Beginning at approximately 2.5 months of age, female and male Tg2576 mice and ntg littermates were randomly assigned with equal numbers to AL or 30% CR dietary regimens. The CR group consumed 30% fewer total calories than the AL group with the CR allotment adjusted weekly based on the AL group’s daily intake to maintain a uniform 30% reduction throughout the study. Specifically, for every 1 g AL of diet consumed, on average, by the age-matched AL group of mice, 0.71 g of CR diet was allotted to the CR mice. All CR mice were fed their daily food allotment in the morning. The dietary component of restriction was carbohydrates. Representative CR and AL dietary regimens, prepared by Research Diets Inc. (New Brunswick, NJ), are described in Supplemental Table 1. Mice were maintained on the CR or AL feeding regimens for approximately 2.8 or 12.5 months (Suppl. Fig. 1).

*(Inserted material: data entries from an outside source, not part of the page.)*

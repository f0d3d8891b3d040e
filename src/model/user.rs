use serde::{Deserialize, Serialize};
use std::fmt::Display;

/// Identity of a shopper, as issued by the identity collaborator.
#[derive(Debug, Clone, Copy, PartialEq, Eq, PartialOrd, Ord, Hash, Serialize, Deserialize)]
pub struct UserId(pub u64);

impl From<u64> for UserId {
    fn from(id: u64) -> Self {
        Self(id)
    }
}

impl Display for UserId {
    fn fmt(&self, f: &mut std::fmt::Formatter<'_>) -> std::fmt::Result {
        write!(f, "user_{}", self.0)
    }
}
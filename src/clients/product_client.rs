use actor_framework::{ActorClient, FrameworkError, ResourceClient};
use async_trait::async_trait;
use rust_decimal::Decimal;
use tracing::{debug, instrument};

use crate::model::{NewProduct, Product, ProductDraft, ProductId, ProductView};
use crate::product_actor::{CatalogError, ProductAction};

/// Client for interacting with the Product actor.
///
/// Every write returns the decorated view of the committed record, the same
/// view that was published to subscribers.
#[derive(Clone)]
pub struct ProductClient {
    inner: ResourceClient<Product>,
}

impl ProductClient {
    pub fn new(inner: ResourceClient<Product>) -> Self {
        Self { inner }
    }

    #[instrument(skip(self, product), fields(name = %product.draft.name))]
    pub async fn create_product(&self, product: NewProduct) -> Result<ProductView, CatalogError> {
        debug!(?product, "create_product called");
        self.inner.create(product).await.map_err(Self::map_error)
    }

    #[instrument(skip(self, draft))]
    pub async fn edit_product(&self, id: ProductId, draft: ProductDraft) -> Result<ProductView, CatalogError> {
        debug!(?draft, "Sending request");
        self.inner.update(id, draft).await.map_err(Self::map_error)
    }

    #[instrument(skip(self))]
    pub async fn reduce_stock(&self, id: ProductId, quantity: u32) -> Result<ProductView, CatalogError> {
        self.act(id, ProductAction::ReduceStock(quantity)).await
    }

    #[instrument(skip(self))]
    pub async fn set_stock(&self, id: ProductId, stock: u32) -> Result<ProductView, CatalogError> {
        self.act(id, ProductAction::SetStock(stock)).await
    }

    #[instrument(skip(self))]
    pub async fn apply_discount(&self, id: ProductId, percentage: Decimal) -> Result<ProductView, CatalogError> {
        self.act(id, ProductAction::ApplyDiscount(percentage)).await
    }

    async fn act(&self, id: ProductId, action: ProductAction) -> Result<ProductView, CatalogError> {
        debug!("Sending request");
        self.inner
            .perform_action(id, action)
            .await
            .map_err(Self::map_error)
    }
}

#[async_trait]
impl ActorClient<Product> for ProductClient {
    type Error = CatalogError;

    fn inner(&self) -> &ResourceClient<Product> {
        &self.inner
    }

    fn map_error(e: FrameworkError<Product>) -> Self::Error {
        CatalogError::from(e)
    }
}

Tissue accession and processing

Tg2576 and ntg mice from both the AL and CR groups were sacrificed at approximately 5.3 and 15 months of age (prior to cerebral Aβ deposition and once Aβ deposition has already occurred, respectively). Mice were overdosed with ketamine (80 mg/kg) and xylazine (13 mg/kg) and perfused transcardially with ice-cold 0.1 M phosphate buffer. Brains were rapidly removed, and one hemi-brain was immediately drop-fixed in 4% paraformaldehyde in 0.1 M phosphate buffer for 24 hours at 4 °C, paraffin embedded, and sectioned at 6 µm for single cell isolation. From the remaining hemi-brain, the hippocampus or CA1-enriched portions of the hippocampus and entorhinal-enriched cortex were dissected, frozen on dry ice, and stored at −80 °C until RNA extraction or tissue homogenization for qPCR, ELISA, or immunoblot experiments (Alldred et al., 2012). All sacrifices took place in mid-afternoon. For protein analysis, frozen tissue was homogenized in tissue homogenization buffer (THB) containing 250 mM sucrose, 20 mM Tris-HCl, 1 mM EGTA, 1 mM EDTA, and protease inhibitors (10% weight by volume, pH 7.4). Homogenates were used for immunoblot analysis or subjected to formic acid (FA) extraction and Aβ sandwich ELISAs (Schmidt et al., 2012).

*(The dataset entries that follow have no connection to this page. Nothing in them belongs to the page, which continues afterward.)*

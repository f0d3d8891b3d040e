use actor_framework::{ActorClient, ActorEntity, FrameworkError, ResourceActor, ResourceClient};
use async_trait::async_trait;
use std::sync::{Arc, Mutex};

// --- Test Entity ---

#[derive(Clone, Debug, PartialEq)]
struct Counter {
    id: u64,
    label: String,
    value: u32,
}

#[derive(Debug)]
struct CounterCreate {
    label: String,
}

#[derive(Debug)]
struct CounterUpdate {
    label: Option<String>,
}

#[derive(Debug)]
enum CounterAction {
    Increment(u32),
    /// Bumps the value, then fails; the bump must not survive.
    IncrementThenFail(u32),
}

#[derive(Debug, thiserror::Error)]
enum CounterError {
    #[error("label must not be empty")]
    EmptyLabel,
    #[error("refused")]
    Refused,
}

/// Records every committed and removed value.
#[derive(Default)]
struct Journal {
    entries: Mutex<Vec<String>>,
}

#[async_trait]
impl ActorEntity for Counter {
    type Id = u64;
    type Create = CounterCreate;
    type Update = CounterUpdate;
    type Action = CounterAction;
    type View = (String, u32);
    type Context = Arc<Journal>;
    type Error = CounterError;

    fn from_create_params(id: u64, params: CounterCreate) -> Result<Self, Self::Error> {
        Ok(Self {
            id,
            label: params.label,
            value: 0,
        })
    }

    async fn on_create(&mut self, _ctx: &Arc<Journal>) -> Result<(), Self::Error> {
        if self.label.is_empty() {
            return Err(CounterError::EmptyLabel);
        }
        Ok(())
    }

    async fn on_update(&mut self, update: CounterUpdate, _ctx: &Arc<Journal>) -> Result<(), Self::Error> {
        if let Some(label) = update.label {
            if label.is_empty() {
                return Err(CounterError::EmptyLabel);
            }
            self.label = label;
        }
        Ok(())
    }

    async fn handle_action(&mut self, action: CounterAction, _ctx: &Arc<Journal>) -> Result<(), Self::Error> {
        match action {
            CounterAction::Increment(by) => {
                self.value += by;
                Ok(())
            }
            CounterAction::IncrementThenFail(by) => {
                self.value += by;
                Err(CounterError::Refused)
            }
        }
    }

    async fn on_commit(&self, ctx: &Arc<Journal>) -> (String, u32) {
        ctx.entries
            .lock()
            .unwrap()
            .push(format!("commit {} {}", self.id, self.value));
        (self.label.clone(), self.value)
    }

    async fn on_removed(&self, ctx: &Arc<Journal>) {
        ctx.entries.lock().unwrap().push(format!("removed {}", self.id));
    }
}

struct CounterClient {
    inner: ResourceClient<Counter>,
}

#[async_trait]
impl ActorClient<Counter> for CounterClient {
    type Error = String;

    fn inner(&self) -> &ResourceClient<Counter> {
        &self.inner
    }

    fn map_error(e: FrameworkError<Counter>) -> Self::Error {
        e.to_string()
    }
}

// --- Tests ---

#[tokio::test]
async fn test_framework_full_lifecycle() {
    let journal = Arc::new(Journal::default());
    let (actor, client) = ResourceActor::<Counter>::new(10);
    let handle = tokio::spawn(actor.run(journal.clone()));

    let view = client
        .create(CounterCreate {
            label: "visits".into(),
        })
        .await
        .unwrap();
    assert_eq!(view, ("visits".to_string(), 0));

    let view = client.perform_action(1, CounterAction::Increment(3)).await.unwrap();
    assert_eq!(view.1, 3);

    let view = client
        .update(
            1,
            CounterUpdate {
                label: Some("hits".into()),
            },
        )
        .await
        .unwrap();
    assert_eq!(view, ("hits".to_string(), 3));

    let stored = client.get(1).await.unwrap().unwrap();
    assert_eq!(stored.value, 3);

    client.delete(1).await.unwrap();
    assert!(client.get(1).await.unwrap().is_none());

    drop(client);
    handle.await.unwrap();

    let entries = journal.entries.lock().unwrap().clone();
    assert_eq!(
        entries,
        vec!["commit 1 0", "commit 1 3", "commit 1 3", "removed 1"]
    );
}

#[tokio::test]
async fn test_failed_action_leaves_store_untouched() {
    let journal = Arc::new(Journal::default());
    let (actor, client) = ResourceActor::<Counter>::new(10);
    tokio::spawn(actor.run(journal.clone()));

    client
        .create(CounterCreate { label: "a".into() })
        .await
        .unwrap();
    client.perform_action(1, CounterAction::Increment(5)).await.unwrap();

    let result = client
        .perform_action(1, CounterAction::IncrementThenFail(100))
        .await;
    assert!(matches!(
        result,
        Err(FrameworkError::Entity(CounterError::Refused))
    ));

    let stored = client.get(1).await.unwrap().unwrap();
    assert_eq!(stored.value, 5);
    // No commit hook for the failed action
    assert_eq!(journal.entries.lock().unwrap().len(), 2);
}

#[tokio::test]
async fn test_ids_are_not_reused_after_delete_or_failed_create() {
    let (actor, client) = ResourceActor::<Counter>::new(10);
    tokio::spawn(actor.run(Arc::new(Journal::default())));

    client.create(CounterCreate { label: "a".into() }).await.unwrap();
    let failed = client.create(CounterCreate { label: String::new() }).await;
    assert!(matches!(
        failed,
        Err(FrameworkError::Entity(CounterError::EmptyLabel))
    ));
    client.delete(1).await.unwrap();
    client.create(CounterCreate { label: "b".into() }).await.unwrap();

    let all = client.list().await.unwrap();
    assert_eq!(all.len(), 1);
    assert_eq!(all[0].id, 3);
}

#[tokio::test]
async fn test_missing_ids_report_not_found() {
    let (actor, client) = ResourceActor::<Counter>::new(10);
    tokio::spawn(actor.run(Arc::new(Journal::default())));

    assert!(matches!(
        client.perform_action(9, CounterAction::Increment(1)).await,
        Err(FrameworkError::NotFound(9))
    ));
    assert!(matches!(
        client.delete(9).await,
        Err(FrameworkError::NotFound(9))
    ));

    let wrapper = CounterClient { inner: client };
    assert_eq!(wrapper.delete(9).await.unwrap_err(), "Item not found: 9");
    assert!(wrapper.list().await.unwrap().is_empty());
}

#[tokio::test]
async fn test_closed_actor_is_reported() {
    let (actor, client) = ResourceActor::<Counter>::new(10);
    drop(actor);

    assert!(matches!(
        client.get(1).await,
        Err(FrameworkError::ActorClosed)
    ));
}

Aβ enzyme-linked immunosorbent assays (ELISAs)

Human Aβ levels were quantified via colorimetric sandwich ELISA from 10% sucrose homogenates of frozen cortex from 15 month old CR- and AL-fed Tg2576 mice subjected to FA extraction as previously described (Schmidt et al., 2012). Briefly, 96-well plates were coated with monoclonal capture antibodies JRF/cAβ40/10 (epitope specificity to the carboxyl-terminal 5 residues of Aβ1–40), and JRF/cAβ42/26 (epitope specificity to the carboxyl-terminal 10 residues of Aβ1–42), both recognizing human and mouse Aβ species. Post incubation, blocking, and washes, FA extracted samples and standard curve samples were applied to wells containing the capture antibody. After incubation, wells were washed, and a HRP-coupled monoclonal detection antibody JRF/AβN25 (epitope specificity to residues 1–7 of human Aβ) was added to the well. Peroxide substrate solution was applied, and the colorimetric signal was determined via optical density (OD450) reading using a microplate spectrophotometer. ELISA results were reported as fmol Aβ per g of total protein, based on standard curves using synthetic murine and human Aβ1–40 and Aβ1–42 peptide standards (American Peptide, Sunnyvale, CA) as described previously (Mathews et al., 2002; Morales-Corraliza et al., 2009; Schmidt et al., 2012).

Immunohistochemistry and stereological analysis of Aβ plaque burden

Paraffin-embedded, 6 µm hemi-brain horizontal sections from 15 month old CR- and AL-fed Tg2576 mice were deparaffinized in a xylene and ethanol series and boiled in citrate buffer (10 mM, pH 6.0), followed by incubation in ammonium chloride (80 mM in TBS), then 88% FA, with TBS washes between incubations. Sections were blocked using Mouse on Mouse (MOM) kit blocking reagent (Vector Laboratories, Burlingame, CA). Following TBS washes, sections were incubated with monoclonal 4G8 primary antibody (epitope specificity to Aβ 17–24 that recognizes APP, αCTF, Aβ1–40, Aβ1–42) (Covance, Princeton, NJ) diluted in MOM diluting reagent in TBS. Visualization was achieved through incubation with diaminobenzidine (DAB) in 0.03% hydrogen peroxide and 0.01 M imidazole in Tris buffer, as described previously (Alldred et al., 2012). Following TBS washes, sections were subjected to dehydration through an ethanol and xylene series and were coverslipped using Cytoseal (ThermoScientific, Waltham, MA).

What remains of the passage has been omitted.